■ INSTRUCTIONS TO FOLLOW ■
Each line of the data holding "const" should be found and copied.
____________________
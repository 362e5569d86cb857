//! Resilient subscription to the quote generator.
//!
//! The `StreamingClient` keeps a `QuoteCache` fresh by holding one streaming session
//! open against the generator. It is a small state machine:
//!
//! ```text
//! Connecting --ok--> Streaming --receive error--> Backoff --delay--> Connecting
//!      \--------------fail--------------------------^
//! ```
//!
//! There is no terminal failure state: transport faults always lead to `Backoff` and
//! another attempt after a fixed delay. The only way out is the `CancelToken`, which
//! moves the machine to `Stopped` from any state. While streaming, the socket uses a
//! short read timeout so cancellation is noticed even when no quotes arrive.

use std::net::{SocketAddr, TcpStream, ToSocketAddrs};
use std::sync::Arc;
use std::sync::atomic::{AtomicU64, Ordering};
use std::thread::{self, JoinHandle};
use std::time::Duration;

use log::{debug, info, warn};
use parking_lot::Mutex;
use quote_common::wire::{FrameReader, write_frame};
use quote_common::{CancelToken, Quote, QuoteError, Result, StreamRequest};
use strum_macros::Display;

use crate::cache::QuoteCache;

/// Default delay between a failure and the next connection attempt.
pub const DEFAULT_BACKOFF: Duration = Duration::from_secs(5);
/// Upper bound for establishing the TCP connection.
pub const CONNECT_TIMEOUT: Duration = Duration::from_secs(5);
/// Read timeout slice used to poll for cancellation while streaming.
pub const READ_POLL: Duration = Duration::from_millis(250);

/// Observable state of the client.
#[derive(Debug, Clone, Copy, PartialEq, Eq, Display)]
pub enum ClientState {
    Connecting,
    Streaming,
    Backoff,
    Stopped,
}

/// Connection settings of the client.
#[derive(Debug, Clone)]
pub struct ClientConfig {
    /// Generator address as `host:port`.
    pub generator_addr: String,
    pub backoff: Duration,
    pub connect_timeout: Duration,
    pub read_poll: Duration,
}

impl ClientConfig {
    pub fn new(generator_addr: impl Into<String>) -> Self {
        Self {
            generator_addr: generator_addr.into(),
            backoff: DEFAULT_BACKOFF,
            connect_timeout: CONNECT_TIMEOUT,
            read_poll: READ_POLL,
        }
    }

    pub fn with_backoff(mut self, backoff: Duration) -> Self {
        self.backoff = backoff;
        self
    }
}

/// Internal machine step; `Streaming` carries its open session.
enum Step {
    Connecting,
    Streaming(FrameReader<TcpStream>),
    Backoff,
    Stopped,
}

impl Step {
    fn state(&self) -> ClientState {
        match self {
            Step::Connecting => ClientState::Connecting,
            Step::Streaming(_) => ClientState::Streaming,
            Step::Backoff => ClientState::Backoff,
            Step::Stopped => ClientState::Stopped,
        }
    }
}

/// Owner and sole writer of a `QuoteCache`.
pub struct StreamingClient {
    config: ClientConfig,
    cache: Arc<QuoteCache>,
    state: Mutex<ClientState>,
    sessions_opened: AtomicU64,
}

impl StreamingClient {
    pub fn new(config: ClientConfig, cache: Arc<QuoteCache>) -> Self {
        Self {
            config,
            cache,
            state: Mutex::new(ClientState::Connecting),
            sessions_opened: AtomicU64::new(0),
        }
    }

    pub fn cache(&self) -> &Arc<QuoteCache> {
        &self.cache
    }

    pub fn state(&self) -> ClientState {
        *self.state.lock()
    }

    /// How many streaming sessions have been opened so far.
    pub fn sessions_opened(&self) -> u64 {
        self.sessions_opened.load(Ordering::SeqCst)
    }

    /// Run the state machine on a background thread.
    pub fn spawn(self: Arc<Self>, cancel: CancelToken) -> JoinHandle<()> {
        thread::spawn(move || self.run(cancel))
    }

    /// Drive the state machine until `cancel` fires.
    pub fn run(&self, cancel: CancelToken) {
        info!("Streaming client targeting {}", self.config.generator_addr);
        let mut step = Step::Connecting;
        loop {
            if cancel.is_cancelled() {
                step = Step::Stopped;
            }
            self.set_state(step.state());

            step = match step {
                Step::Connecting => match self.open_stream() {
                    Ok(reader) => {
                        self.sessions_opened.fetch_add(1, Ordering::SeqCst);
                        info!("Stream opened, receiving quotes...");
                        Step::Streaming(reader)
                    }
                    Err(e) => {
                        warn!(
                            "Failed to open stream to {}: {}. Reconnecting in {:?}",
                            self.config.generator_addr, e, self.config.backoff
                        );
                        Step::Backoff
                    }
                },
                Step::Streaming(mut reader) => match self.receive(&mut reader, &cancel) {
                    Ok(()) => Step::Stopped,
                    Err(e) => {
                        warn!("Stream closed: {}. Reconnecting in {:?}", e, self.config.backoff);
                        Step::Backoff
                    }
                },
                Step::Backoff => {
                    if cancel.wait(self.config.backoff) {
                        Step::Stopped
                    } else {
                        Step::Connecting
                    }
                }
                Step::Stopped => break,
            };
        }
        info!("Streaming client stopped");
    }

    fn set_state(&self, next: ClientState) {
        let mut state = self.state.lock();
        if *state != next {
            debug!("Streaming client: {} -> {}", *state, next);
            *state = next;
        }
    }

    /// Connect and send an unfiltered subscription request.
    fn open_stream(&self) -> Result<FrameReader<TcpStream>> {
        info!("Connecting to generator {}", self.config.generator_addr);
        let mut stream = self.connect()?;
        stream.set_read_timeout(Some(self.config.read_poll))?;
        write_frame(&mut stream, &StreamRequest::all())?;
        Ok(FrameReader::new(stream))
    }

    fn connect(&self) -> Result<TcpStream> {
        let addrs: Vec<SocketAddr> = self.config.generator_addr.to_socket_addrs()?.collect();
        let mut last_err = None;
        for addr in addrs {
            match TcpStream::connect_timeout(&addr, self.config.connect_timeout) {
                Ok(stream) => return Ok(stream),
                Err(e) => last_err = Some(e),
            }
        }
        Err(match last_err {
            Some(e) => e.into(),
            None => QuoteError::InvalidAddress(self.config.generator_addr.clone()),
        })
    }

    /// Receive quotes into the cache. `Ok` means cancelled, `Err` a stream fault.
    fn receive(&self, reader: &mut FrameReader<TcpStream>, cancel: &CancelToken) -> Result<()> {
        loop {
            if cancel.is_cancelled() {
                return Ok(());
            }
            match reader.read_frame::<Quote>() {
                Ok(quote) => self.apply(quote),
                Err(e) if e.is_timeout() => continue,
                Err(e) => return Err(e),
            }
        }
    }

    fn apply(&self, quote: Quote) {
        if !quote.price.is_finite() || quote.price <= 0.0 || quote.symbol.is_empty() {
            warn!("Ignoring malformed quote {:?}", quote);
            return;
        }
        self.cache.upsert(&quote.symbol, quote.price);
    }
}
____________________
■ SOLUTION TO THIS TASK ■
pub const DEFAULT_BACKOFF: Duration = Duration::from_secs(5);
pub const CONNECT_TIMEOUT: Duration = Duration::from_secs(5);
pub const READ_POLL: Duration = Duration::from_millis(250);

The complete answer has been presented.